Given the limited number of treatment options available for hamstring tendinopathy, we recommend a trial of fluoroscopically guided corticosteroid injection for patients presenting with clinical symptoms of hamstring tendinopathy.
Appendix
Proximal Hamstring Tendinopathy Survey
The following was taken from an online survey provided to study subjects.
For how many months had you experienced symptoms of hamstring tendinopathy BEFORE the injection? Please be specific.
On a scale of 1-10, with 10 being the worst, what was your pain level BEFORE and AFTER the injection?
If you play a sport, please indicate what % of normal athletic function you were able to achieve BEFORE and AFTER the injection. Please leave blank all sports that you do not play.
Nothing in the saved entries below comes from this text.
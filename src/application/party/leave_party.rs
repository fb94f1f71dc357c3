use std::sync::Arc;

use uuid::Uuid;

use crate::domain::repositories::{PartyRepository, RepositoryError};

/// Leave party input
pub struct LeavePartyInput {
    pub account_id: Uuid,
}

/// What leaving did to the party
#[derive(Debug, Clone, Copy, PartialEq, Eq)]
pub enum LeavePartyOutput {
    /// A member left; the party lives on
    Left,
    /// The owner left, taking the whole party with them
    Disbanded,
}

/// Leave party use case
pub struct LeaveParty<P: PartyRepository> {
    party_repo: Arc<P>,
}

impl<P: PartyRepository> LeaveParty<P> {
    pub fn new(party_repo: Arc<P>) -> Self {
        Self { party_repo }
    }

    pub async fn execute(&self, input: LeavePartyInput) -> Result<LeavePartyOutput, LeavePartyError> {
        let membership = self
            .party_repo
            .find_membership(input.account_id)
            .await?
            .ok_or(LeavePartyError::NotInParty)?;

        if membership.is_owner() {
            self.party_repo
                .disband(membership.party_id)
                .await
                .map_err(LeavePartyError::Disband)?;
            tracing::info!(party_id = %membership.party_id, "Owner left, party disbanded");
            return Ok(LeavePartyOutput::Disbanded);
        }

        self.party_repo
            .remove_member(membership.party_id, input.account_id)
            .await?;
        tracing::info!(party_id = %membership.party_id, account_id = %input.account_id, "Left party");

        Ok(LeavePartyOutput::Left)
    }
}

#[derive(Debug, thiserror::Error)]
pub enum LeavePartyError {
    #[error("Not in a party")]
    NotInParty,
    #[error("Failed to disband party: {0}")]
    Disband(RepositoryError),
    #[error("Repository error: {0}")]
    Repository(#[from] RepositoryError),
}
If you tried physical therapy BEFORE or AFTER the injection, what is the approximate number of physical therapy sessions you attended? If you did not try physical therapy, please leave blank.
AFTER the injection, did you experience an improvement in your symptoms? If yes, for how long did your symptoms improve (if continuous, please write “continuous”)?
AFTER the injection, did your symptoms completely resolve? If yes, for how long did they completely resolve (if continuous, please write “continuous”)?
Overall, how satisfied were you with the injection? very satisfied; satisfied; unsatisfied
Did you have surgery on your hamstring after the injection? If you had any other type of treatment before or after the injection (other than physical therapy), please indicate that below.
Footnotes
The authors declared that they have no conflicts of interest in the authorship and publication of this contribution.